How to address the yawning skill gap in AI/ML sectors – Analytics India Magazine

Job portal monster.coms annual trend report has projected big data, AI and ML as the hottest job sectors in 2022.

Nitin Agarwal, Google Head of Cloud AI Industry Solution and Services (India), recounted the challenges he faced while hiring his team in India. One common theme that I found, in the candidates that didnt get selected, is that they prepared for the interviews well but lacked the real work But the time I started having a detailed conversation on their projects, the problem starts coming up. Answers were very shallow and very textbook-ish, said his LinkedIn post.
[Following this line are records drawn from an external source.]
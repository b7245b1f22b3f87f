//! Schema-to-type-graph resolver.
//!
//! The resolver walks every global element and named type of a linked
//! [`SchemaSet`] and produces one [`SchemaType`] per reachable type. Types
//! are memoized by key: resolving the same definition twice returns the same
//! [`TypeId`], and a type is reserved in the registry before its content is
//! walked so recursive content terminates.
//!
//! Content models are flattened into an ordered element map. Choice groups
//! take their shared JSON key from the [`OverrideTable`], substitution group
//! heads fan out to their members, and elements typed by an abstract complex
//! type are expanded to every concrete descendant.

use crate::builtins::primitive_of;
use crate::diagnostics::{Diagnostic, DiagnosticKind};
use crate::error::{ResolveError, SchemaError};
use crate::hierarchy::ClassHierarchy;
use crate::ir::{ElementDescriptor, ElementMap, SchemaType, SimpleKind, TypeGraph, TypeId, TypeRegistry};
use crate::overrides::OverrideTable;
use crate::set::SchemaSet;
use crate::types::{
    AttributeUse, ComplexContent, ComplexDef, Compositor, Derivation, ElementDecl, ModelGroup,
    Occurs, Particle, Primitive, QName, SimpleDerivation, TypeDef, TypeKind, TypeRef,
    XSD_NAMESPACE,
};
use std::collections::{HashMap, HashSet};
use tracing::{debug, info, warn};

/// Name of the list property of a type whose content is a repeated
/// substitution group head.
const SUBSTITUTION_LIST_NAME: &str = "Items";

/// Placeholders every graph carries, in registration order.
const PLACEHOLDERS: [Primitive; 3] = [Primitive::String, Primitive::Boolean, Primitive::Decimal];

/// Resolver settings.
#[derive(Debug, Clone, Default)]
pub struct ResolveOptions {
    /// Namespaces whose types get their own entry. Empty means the target
    /// namespaces of the loaded documents. The XSD namespace is always known.
    pub known_namespaces: Vec<String>,
    /// Elements that may appear untyped because they are only used as
    /// SOAP headers.
    pub header_only_elements: Vec<QName>,
}

/// Result of removing inherited particles from a merged content list.
#[derive(Debug, Clone, PartialEq, Eq)]
pub enum Inherited<T> {
    /// Every particle came from the base type.
    FullyInherited,
    /// Particles the derived type declared itself, in order.
    Remaining(Vec<T>),
}

/// Removes the particles a derived type inherited from its base.
///
/// Each inherited particle removes its first equal occurrence in `merged`.
pub fn subtract_inherited<T: PartialEq + Clone>(merged: &[T], inherited: &[T]) -> Inherited<T> {
    let mut remaining = merged.to_vec();
    for particle in inherited {
        if let Some(pos) = remaining.iter().position(|p| p == particle) {
            remaining.remove(pos);
        }
    }
    if remaining.is_empty() {
        Inherited::FullyInherited
    } else {
        Inherited::Remaining(remaining)
    }
}

/// A content particle with references followed.
#[derive(Debug, Clone, PartialEq)]
enum Member<'s> {
    Element { decl: &'s ElementDecl, occurs: Occurs },
    Group(GroupView<'s>),
    Any,
}

/// A model group with references followed.
#[derive(Debug, Clone, PartialEq)]
struct GroupView<'s> {
    compositor: Compositor,
    occurs: Occurs,
    anonymous: bool,
    members: Vec<Member<'s>>,
}

impl GroupView<'_> {
    fn is_choice(&self) -> bool {
        self.compositor == Compositor::Choice
    }
}

/// Effective content of a complex type.
#[derive(Debug, Clone, Default)]
struct Layout<'s> {
    /// The content model is a choice at the top level.
    is_choice: bool,
    /// The content group repeats.
    is_list: bool,
    members: Vec<Member<'s>>,
}

/// Value class of a simple type.
struct Classified<'s> {
    kind: SimpleKind,
    enum_values: Vec<String>,
    list_item: Option<&'s QName>,
}

impl Classified<'_> {
    fn primitive(primitive: Primitive) -> Self {
        Self {
            kind: primitive.into(),
            enum_values: Vec::new(),
            list_item: None,
        }
    }
}

/// Builds a [`TypeGraph`] from a linked schema set.
pub struct Resolver<'s> {
    set: &'s SchemaSet,
    hierarchy: &'s ClassHierarchy,
    overrides: &'s OverrideTable,
    known_namespaces: HashSet<String>,
    header_only: HashSet<QName>,
    skipped_headers: HashSet<String>,
    anonymous: HashMap<TypeId, &'s TypeDef>,
    types: TypeRegistry,
    elements: ElementMap,
    diagnostics: Vec<Diagnostic>,
}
Though the demand for AI/ML roles is at an all time high, the niche talent is in short supply. A KPMG survey predicted 50% of the workforce will be preparing for AI, ML and related technologies in the next few years.

Of late, companies have started investing in their own employees to help them adapt to the latest technologies by putting them in upskilling and reskilling programmes. Experts believe incorporating AI/ML courses in the curriculum can make the workforce future-ready. However, with over 5000 engineering colleges still sticking with the traditional courses, the skill gap has increased in the industry.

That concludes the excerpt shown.